Photo: Don Hitchcock 2008
Source: Original, display at Musée National de Préhistoire, Les Eyzies
Plaquette de grès gravée, Grotte de Loup, Cosnac, Fouille G. Mazières (collection du Musée National de Préhistoire des Eyzies)
Photo courtesy Don Hitchcock, Dons Maps
Regarding his analysis of engraved stones in the Acheulean, John Feliks writes in his paper THE GRAPHICS OF BILZINGSLEBEN: SOPHISTICATION AND SUBTLETY IN THE MIND OF HOMO ERECTUS
"By employing extensions of engraved lines and points cognitive archaeology can access the geometric mind behind and beyond the artifacts themselves. This is possible because geometric extensions make accessible an invisible field of information outside of, but within the vicinity of, any given artifact. The extent of this field is more limited in some artifacts than in others, and the further out we go from various artifacts the more speculative the interpretations may be. However, depending on what specific information we are seeking, and despite what may be presumed, this is not necessarily the case, as suggested by Fig. 7.14, “Proof of association between an abstract point and infinity.” Depending on how the lines are organized, many interpretations of a surrounding field are perfectly safe.
Once the invisible geometric qualities are discovered and mapped out one can then genuinely access the thoughts of individuals who lived hundreds of thousands or even millions of years ago but who took the time to engrave a few lines.
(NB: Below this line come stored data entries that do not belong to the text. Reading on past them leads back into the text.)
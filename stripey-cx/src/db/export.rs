//! Export scope queries

use super::records::list_witnesses;
use crate::nexus::{taxon_label, ExportScope, TaxonData, UnitRef};
use crate::oracle::Algorithm;
use sqlx::SqlitePool;
use std::collections::HashMap;
use stripey_common::{Error, Result};
use tracing::debug;

/// A book, optionally narrowed to one chapter or one verse
#[derive(Debug, Clone, Copy, PartialEq, Eq)]
pub struct ExportRange {
    pub book_num: i64,
    pub chapter: Option<i64>,
    pub verse: Option<i64>,
}

#[derive(Debug, sqlx::FromRow)]
struct UnitRow {
    variant_id: i64,
    verse_id: i64,
    chapter: i64,
    verse: i64,
    variant_num: i64,
}

#[derive(Debug, sqlx::FromRow)]
struct CellRow {
    witness_id: i64,
    hand_id: i64,
    hand: String,
    verse_id: i64,
    item: i64,
    variant_id: i64,
    label: i64,
}

/// Load the units and per-taxon readings for an export
///
/// A witness/hand with several occurrences of one verse contributes the
/// stripe of its first occurrence.
pub async fn load_export_scope(pool: &SqlitePool, algorithm: Algorithm, range: ExportRange) -> Result<ExportScope> {
    if range.verse.is_some() && range.chapter.is_none() {
        return Err(Error::InvalidInput("A verse needs a chapter".to_string()));
    }

    let units = sqlx::query_as::<_, UnitRow>(
        r#"
        SELECT var.id AS variant_id, v.id AS verse_id, c.num AS chapter, v.num AS verse, var.variant_num
        FROM variants var
        JOIN algorithms a ON a.id = var.algorithm_id
        JOIN verses v ON v.id = var.verse_id
        JOIN chapters c ON c.id = v.chapter_id
        JOIN books b ON b.id = c.book_id
        WHERE a.name = ? AND b.num = ?
          AND (? IS NULL OR c.num = ?)
          AND (? IS NULL OR v.num = ?)
        ORDER BY c.num, v.num, var.variant_num
        "#,
    )
    .bind(algorithm.as_str())
    .bind(range.book_num)
    .bind(range.chapter)
    .bind(range.chapter)
    .bind(range.verse)
    .bind(range.verse)
    .fetch_all(pool)
    .await?;

    let cells = sqlx::query_as::<_, CellRow>(
        r#"
        SELECT h.witness_id, h.id AS hand_id, h.name AS hand, s.verse_id, mv.item,
               r.variant_id, r.label
        FROM ms_stripes ms
        JOIN ms_verses mv ON mv.id = ms.ms_verse_id
        JOIN hands h ON h.id = mv.hand_id
        JOIN stripes s ON s.id = ms.stripe_id
        JOIN algorithms a ON a.id = s.algorithm_id
        JOIN stripe_readings sr ON sr.stripe_id = s.id
        JOIN readings r ON r.id = sr.reading_id
        JOIN verses v ON v.id = s.verse_id
        JOIN chapters c ON c.id = v.chapter_id
        JOIN books b ON b.id = c.book_id
        WHERE a.name = ? AND b.num = ?
          AND (? IS NULL OR c.num = ?)
          AND (? IS NULL OR v.num = ?)
        ORDER BY h.witness_id, h.id, s.verse_id, mv.item, sr.position
        "#,
    )
    .bind(algorithm.as_str())
    .bind(range.book_num)
    .bind(range.chapter)
    .bind(range.chapter)
    .bind(range.verse)
    .bind(range.verse)
    .fetch_all(pool)
    .await?;

    let witnesses: HashMap<i64, _> = list_witnesses(pool)
        .await?
        .into_iter()
        .map(|w| (w.id, w))
        .collect();

    let mut taxa: Vec<TaxonData> = Vec::new();
    let mut taxon_index: HashMap<i64, usize> = HashMap::new();
    // First occurrence item per (hand, verse)
    let mut first_item: HashMap<(i64, i64), i64> = HashMap::new();

    for cell in cells {
        let item = *first_item.entry((cell.hand_id, cell.verse_id)).or_insert(cell.item);
        if item != cell.item {
            continue;
        }

        let idx = match taxon_index.get(&cell.hand_id) {
            Some(idx) => *idx,
            None => {
                let witness = witnesses
                    .get(&cell.witness_id)
                    .ok_or_else(|| Error::NotFound(format!("witness {}", cell.witness_id)))?;
                debug!(witness = %witness.display_ref(), hand = %cell.hand, "New taxon");
                taxa.push(TaxonData {
                    label: taxon_label(witness.display_short(), &cell.hand),
                    witness_ref: witness.ms_ref.clone(),
                    ..TaxonData::default()
                });
                taxon_index.insert(cell.hand_id, taxa.len() - 1);
                taxa.len() - 1
            }
        };

        let taxon = &mut taxa[idx];
        taxon.verses.insert(cell.verse_id);
        if let Some(previous) = taxon.readings.insert(cell.variant_id, cell.label) {
            return Err(Error::Internal(format!(
                "{} has readings {} and {} at variant {} of verse {}",
                taxon.label, previous, cell.label, cell.variant_id, cell.verse_id
            )));
        }
    }

    Ok(ExportScope {
        units: units
            .into_iter()
            .map(|u| UnitRef {
                variant_id: u.variant_id,
                verse_id: u.verse_id,
                chapter: u.chapter,
                verse: u.verse,
                variant_num: u.variant_num,
            })
            .collect(),
        taxa,
    })
}
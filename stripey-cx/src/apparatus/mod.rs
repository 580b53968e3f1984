//! Critical apparatus construction
//!
//! Turns the oracle's alignment table for one verse into variant units,
//! labelled readings and stripes, ready to be persisted in one transaction.

pub mod builder;

pub use builder::{alignment_request, build_apparatus, collate_verse, VerseContext};

use crate::oracle::OracleError;
use thiserror::Error;

/// Apparatus construction errors
#[derive(Debug, Error)]
pub enum ApparatusError {
    #[error(transparent)]
    Oracle(#[from] OracleError),

    #[error("Alignment names witness '{0}', which was not submitted")]
    UnknownWitness(String),

    #[error("Alignment lists witness '{0}' more than once")]
    DuplicateWitness(String),

    #[error("Alignment omits submitted witness {0}")]
    MissingWitness(i64),

    #[error("Alignment row {row} has {found} cells, expected {expected}")]
    RowWidth { row: usize, expected: usize, found: usize },
}

/// One witness/hand occurrence of a verse with its resolved text
#[derive(Debug, Clone, PartialEq, Eq)]
pub struct Occurrence {
    pub ms_verse_id: i64,
    pub text: String,
}

/// A distinct reading at one unit; label 0 is the empty reading
#[derive(Debug, Clone, PartialEq, Eq)]
pub struct PlannedReading {
    pub label: i64,
    pub text: String,
}

/// One alignment row
#[derive(Debug, Clone, PartialEq, Eq)]
pub struct PlannedUnit {
    pub variant_num: i64,
    pub readings: Vec<PlannedReading>,
}

impl PlannedUnit {
    pub fn reading(&self, label: i64) -> Option<&PlannedReading> {
        self.readings.iter().find(|r| r.label == label)
    }
}

/// A distinct reading profile and the occurrences sharing it
#[derive(Debug, Clone, PartialEq, Eq)]
pub struct PlannedStripe {
    /// One reading label per unit, in unit order
    pub labels: Vec<i64>,
    pub members: Vec<i64>,
}

/// Everything to be written for one verse and algorithm
#[derive(Debug, Clone, PartialEq, Eq, Default)]
pub struct ApparatusPlan {
    pub units: Vec<PlannedUnit>,
    pub stripes: Vec<PlannedStripe>,
}

impl ApparatusPlan {
    /// Stripe an occurrence belongs to
    pub fn stripe_of(&self, ms_verse_id: i64) -> Option<&PlannedStripe> {
        self.stripes.iter().find(|s| s.members.contains(&ms_verse_id))
    }

    /// Reading text an occurrence has at one unit
    pub fn reading_text(&self, ms_verse_id: i64, unit: usize) -> Option<&str> {
        let stripe = self.stripe_of(ms_verse_id)?;
        let label = *stripe.labels.get(unit)?;
        self.units
            .get(unit)?
            .reading(label)
            .map(|r| r.text.as_str())
    }
}
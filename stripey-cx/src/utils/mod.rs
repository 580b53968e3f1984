//! Utility modules for stripey-cx

pub mod db_retry;
pub mod pool_monitor;

pub use db_retry::retry_on_lock;
pub use pool_monitor::{begin_monitored, MonitoredTransaction};
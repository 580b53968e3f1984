//! Database models

use serde::{Deserialize, Serialize};

/// A manuscript transcription
#[derive(Debug, Clone, Serialize, Deserialize, sqlx::FromRow)]
pub struct Witness {
    pub id: i64,
    pub ms_ref: String,
    pub xml_filename: String,
    pub status: String,
    pub ms_name: String,
    pub tischendorf: String,
    pub ga: String,
    pub liste_id: Option<i64>,
}

impl Witness {
    /// Status value once the markup has been loaded
    pub const STATUS_LOADED: &'static str = "loaded";

    pub fn is_loaded(&self) -> bool {
        self.status == Self::STATUS_LOADED
    }

    /// A combination of the catalogue identifiers, e.g. "Sinaiticus, 01, GA:01"
    pub fn display_ref(&self) -> String {
        let mut parts = Vec::new();
        if !self.ms_name.is_empty() {
            parts.push(self.ms_name.clone());
        }
        if !self.tischendorf.is_empty() {
            parts.push(self.tischendorf.clone());
        }
        if !self.ga.is_empty() {
            parts.push(format!("GA:{}", self.ga));
        }
        if parts.is_empty() {
            return self.ms_ref.clone();
        }
        parts.join(", ")
    }

    /// Shortest useful reference: Tischendorf siglum, then GA number, then file reference
    pub fn display_short(&self) -> &str {
        if !self.tischendorf.is_empty() {
            &self.tischendorf
        } else if !self.ga.is_empty() {
            &self.ga
        } else {
            &self.ms_ref
        }
    }
}

#[derive(Debug, Clone, Serialize, Deserialize, sqlx::FromRow)]
pub struct Book {
    pub id: i64,
    pub name: String,
    pub num: i64,
}

#[derive(Debug, Clone, Serialize, Deserialize, sqlx::FromRow)]
pub struct Chapter {
    pub id: i64,
    pub book_id: i64,
    pub num: i64,
}

#[derive(Debug, Clone, Serialize, Deserialize, sqlx::FromRow)]
pub struct Verse {
    pub id: i64,
    pub chapter_id: i64,
    pub num: i64,
}
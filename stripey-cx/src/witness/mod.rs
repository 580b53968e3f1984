//! Witness text extraction
//!
//! Parses one manuscript's TEI markup into chapters and verses, and resolves
//! the composite text of every hand that touched each verse.

pub mod manuscript;
pub mod parser;
pub mod snippet;

pub use manuscript::{Chapter, Manuscript, Verse, VerseText};
pub use parser::VerseParser;
pub use snippet::{HandKey, HandOrder, HandResolutionError, HandType, Readings, Snippet, FIRSTHAND};

use thiserror::Error;

/// Markup that does not match the expected document structure
#[derive(Debug, Error)]
pub enum ParseError {
    #[error("XML syntax error: {0}")]
    Xml(#[from] roxmltree::Error),

    #[error("Failed to read {path}: {source}")]
    Io {
        path: String,
        #[source]
        source: std::io::Error,
    },

    #[error("<{element}> without an 'n' attribute")]
    MissingNumber { element: String },

    #[error("Cannot parse a number from '{0}'")]
    BadNumber(String),

    #[error("Unexpected <{tag}> inside <app> at {chapter}:{verse}; only <rdg> is allowed")]
    UnexpectedInApparatus { tag: String, chapter: u32, verse: u32 },

    #[error("<rdg> without a hand at {chapter}:{verse} (type {kind:?})")]
    MissingReadingHand {
        kind: Option<String>,
        chapter: u32,
        verse: u32,
    },

    #[error("<rdg> for hand '{hand}' without a type at {chapter}:{verse}")]
    MissingReadingType { hand: String, chapter: u32, verse: u32 },

    #[error("<altIdentifier> without a type attribute")]
    MissingIdentifierType,

    #[error(transparent)]
    Hand(#[from] HandResolutionError),
}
As difficult to believe as it may seem a vast amount of information that extends well beyond geometry and mathematical constructs is available that easily extends into the realms of philosophy by means of geometric equivalents or ‘cross-dimensional fractals.’ This is possible because all human cognition is based upon relationships between abstract points." (Feliks, page 82-83).